To kick off the month, we’d like to share some great tools and other resources on the topic:
- GFSS Technical Guidance: Advancing Gender Equality and Female Empowerment frames Feed the Future's overall approach to Gender Equality and Female empowerment in relation to the Global Food Security Strategy with principles and resources for program design and implementation.
- This SPRING brief maps out the pathways by which women's empowerment improves nutritional outcomes. Enabling men to have a more active role in nutrition is important too, as these resources from the Global Forum for Rural Advisory Services and the INGENAES project demonstrate.
- Agricultural research is as much about people as agronomy and innovation. These three Feed the Future Innovation Labs showcased in a recent Agrilinks webinar are doing gender-responsive research in post-harvest loss, soy and nutrition, providing important insights for future program design.

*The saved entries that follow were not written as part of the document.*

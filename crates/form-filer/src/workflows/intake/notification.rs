use std::collections::{BTreeSet, HashMap};
use std::fmt::Debug;
use std::fmt::Write as _;

use serde::Serialize;

use super::domain::ItemResponse;
use super::filing::RouteOutcome;
use super::storage::ContainerRef;
use super::template;

/// Fully composed message handed to the mail collaborator.
#[derive(Debug, Clone, PartialEq, Eq, Serialize)]
pub struct OutboundEmail {
    pub to: Vec<String>,
    pub subject: String,
    pub html_body: String,
}

#[derive(Debug, thiserror::Error)]
pub enum MailError {
    #[error("mail transport unavailable: {0}")]
    Transport(String),
    #[error("message has no recipients")]
    NoRecipients,
}

/// Outbound mail hook (SMTP relay, mail API, or test outbox).
pub trait Mailer: Debug + Send + Sync {
    fn send(&self, email: &OutboundEmail) -> Result<(), MailError>;
}

/// Renders the submission announcement.
///
/// One `<strong>title</strong>: answer` fragment per non-file question that is
/// not excluded, followed by a folder link and any attachment failures.
pub fn compose_submission_email(
    recipients: &[String],
    subject_template: &str,
    responses: &HashMap<String, String>,
    items: &[ItemResponse],
    excluded: &BTreeSet<String>,
    container: &ContainerRef,
    outcomes: &[RouteOutcome],
) -> OutboundEmail {
    let subject = template::resolve(subject_template, responses, &HashMap::new());

    let mut html = String::new();
    for item in items
        .iter()
        .filter(|item| !item.is_file_upload())
        .filter(|item| !excluded.contains(item.question_title()))
    {
        let _ = write!(
            html,
            "<strong>{}</strong>: {}<br/><br/>",
            escape_html(item.question_title()),
            escape_html(&item.answer().flatten())
        );
    }

    if let Some(url) = &container.url {
        let _ = write!(
            html,
            "<p>Folder: <a href=\"{}\">{}</a></p>",
            escape_html(url),
            escape_html(&container.name)
        );
    }

    let failures = outcomes
        .iter()
        .filter_map(|outcome| match outcome {
            RouteOutcome::Failed {
                file_id,
                question_title,
                reason,
            } => Some((file_id, question_title, reason)),
            RouteOutcome::Moved { .. } => None,
        })
        .collect::<Vec<_>>();
    if !failures.is_empty() {
        html.push_str("<p><strong>Attachments that could not be filed</strong></p><ul>");
        for (file_id, question, reason) in failures {
            let _ = write!(
                html,
                "<li>{} ({}): {}</li>",
                escape_html(file_id),
                escape_html(question),
                escape_html(&reason.to_string())
            );
        }
        html.push_str("</ul>");
    }

    OutboundEmail {
        to: recipients.to_vec(),
        subject,
        html_body: html,
    }
}

/// Context attached to the administrative report of a fatal run.
#[derive(Debug, Clone, Default, PartialEq, Eq, Serialize)]
pub struct FatalContext {
    pub timestamp: String,
    #[serde(skip_serializing_if = "Option::is_none")]
    pub submission_id: Option<String>,
    #[serde(skip_serializing_if = "Option::is_none")]
    pub created_at: Option<String>,
    #[serde(skip_serializing_if = "Option::is_none")]
    pub folder_name: Option<String>,
}

/// Renders the single administrative message sent when a run aborts.
pub fn compose_fatal_report(
    admin_address: &str,
    message: &str,
    diagnostics: &str,
    context: &FatalContext,
) -> OutboundEmail {
    let mut html = String::new();
    let _ = write!(
        html,
        "<p><strong>Form submission processing failed</strong></p><p>{}</p>",
        escape_html(message)
    );

    html.push_str("<ul>");
    let _ = write!(html, "<li>Run timestamp: {}</li>", escape_html(&context.timestamp));
    if let Some(id) = &context.submission_id {
        let _ = write!(html, "<li>Submission: {}</li>", escape_html(id));
    }
    if let Some(created_at) = &context.created_at {
        let _ = write!(html, "<li>Submitted at: {}</li>", escape_html(created_at));
    }
    if let Some(folder) = &context.folder_name {
        let _ = write!(html, "<li>Folder name: {}</li>", escape_html(folder));
    }
    html.push_str("</ul>");

    let _ = write!(html, "<pre>{}</pre>", escape_html(diagnostics));

    OutboundEmail {
        to: vec![admin_address.to_string()],
        subject: format!("Form processing error ({})", context.timestamp),
        html_body: html,
    }
}

pub fn escape_html(raw: &str) -> String {
    let mut escaped = String::with_capacity(raw.len());
    for c in raw.chars() {
        match c {
            '&' => escaped.push_str("&amp;"),
            '<' => escaped.push_str("&lt;"),
            '>' => escaped.push_str("&gt;"),
            '"' => escaped.push_str("&quot;"),
            '\'' => escaped.push_str("&#39;"),
            other => escaped.push(other),
        }
    }
    escaped
}

#[cfg(test)]
mod tests {
    use super::*;
    use crate::workflows::intake::domain::ItemKind;
    use crate::workflows::intake::filing::FileRoutingError;
    use crate::workflows::intake::storage::StorageError;
    use crate::workflows::intake::ResponseMap;

    fn container(url: Option<&str>) -> ContainerRef {
        ContainerRef {
            id: "folder-1".to_string(),
            name: "20250101-0800_PENDING_Acme".to_string(),
            url: url.map(str::to_string),
        }
    }

    #[test]
    fn escapes_markup_characters() {
        assert_eq!(
            escape_html(r#"<b>"hi"</b>"#),
            "&lt;b&gt;&quot;hi&quot;&lt;/b&gt;"
        );
        assert_eq!(escape_html("Tom & Jerry's"), "Tom &amp; Jerry&#39;s");
    }

    #[test]
    fn body_lists_non_file_non_excluded_items() {
        let items = vec![
            ItemResponse::text("Company", "Acme <Ltd>"),
            ItemResponse::text("Internal", "secret"),
            ItemResponse::files("Photos", ["f1"]),
            ItemResponse::unanswered("Notes", ItemKind::ParagraphText),
        ];
        let responses = ResponseMap::build(&items);
        let excluded = BTreeSet::from(["Internal".to_string()]);

        let email = compose_submission_email(
            &["ops@example.com".to_string()],
            "New lead: {Company}",
            responses.as_map(),
            &items,
            &excluded,
            &container(None),
            &[],
        );

        assert_eq!(email.to, vec!["ops@example.com"]);
        assert_eq!(email.subject, "New lead: Acme <Ltd>");
        assert_eq!(
            email.html_body,
            "<strong>Company</strong>: Acme &lt;Ltd&gt;<br/><br/><strong>Notes</strong>: <br/><br/>"
        );
    }

    #[test]
    fn body_links_folder_and_reports_failed_attachments() {
        let items = vec![ItemResponse::text("Company", "Acme")];
        let responses = ResponseMap::build(&items);
        let outcomes = vec![RouteOutcome::Failed {
            file_id: "f2".to_string(),
            question_title: "Photos".to_string(),
            reason: FileRoutingError::Move(StorageError::Backend("quota".to_string())),
        }];

        let email = compose_submission_email(
            &["ops@example.com".to_string()],
            "{Company}",
            responses.as_map(),
            &items,
            &BTreeSet::new(),
            &container(Some("https://drive.example/folder-1")),
            &outcomes,
        );

        assert!(email
            .html_body
            .contains("<a href=\"https://drive.example/folder-1\">20250101-0800_PENDING_Acme</a>"));
        assert!(email.html_body.contains("<li>f2 (Photos): "));
        assert!(email.html_body.contains("quota"));
    }

    #[test]
    fn fatal_report_carries_context() {
        let context = FatalContext {
            timestamp: "20250101-0800".to_string(),
            submission_id: Some("resp-42".to_string()),
            created_at: None,
            folder_name: Some("20250101-0800_PENDING_Acme".to_string()),
        };

        let email = compose_fatal_report(
            "admin@example.com",
            "container creation failed",
            "caused by: <quota>",
            &context,
        );

        assert_eq!(email.to, vec!["admin@example.com"]);
        assert_eq!(email.subject, "Form processing error (20250101-0800)");
        assert!(email.html_body.contains("<li>Submission: resp-42</li>"));
        assert!(email.html_body.contains("<pre>caused by: &lt;quota&gt;</pre>"));
        assert!(!email.html_body.contains("Submitted at"));
    }
}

- The INGENAES project shows the power of building gender expertise into extension services to make them more effective for women farmers. Their page offers practical tools and training materials for extension actors. For example, one tool assesses how a particular agricultural technology might affect women’s labor or nutrition practices and “lesson plans” for nutrition education. The InnoVATE project too offers a wealth of lessons and resources on how agricultural education and training can better reach women.
- Women play an important, yet sometimes underappreciated, role in markets. In addition to being local traders, many women also play an important role in informal cross-border trade and food security in their own communities, as addressed in this Agrilinks event.
- The Women’s Empowerment in Agriculture Index (WEAI) and Gender Integration Framework (GIF) are helping build capacity to assess and program to improve gender equality and female empowerment in Feed the Future programs. The WEAI Resource Center and the Intervention Guide for the WEAI are useful supplemental tools. The field is learning more about how the different components of empowerment in the WEAI and GIF influence nutrition and agricultural productivity, as discussed in this report from International Food Policy Research Institute.
- Making strides toward gender equality requires understanding how to effectively drive behavioral change. This post offers “seven secrets” for designing successful gender-responsive programs.
- In many contexts, women are considered to be more vulnerable to the effects of climate fluctuations than men. This post offers important insights on gender and climate resilience.
We hope you’ll join the conversation on gender this month and invite you to share your learning on Agrilinks!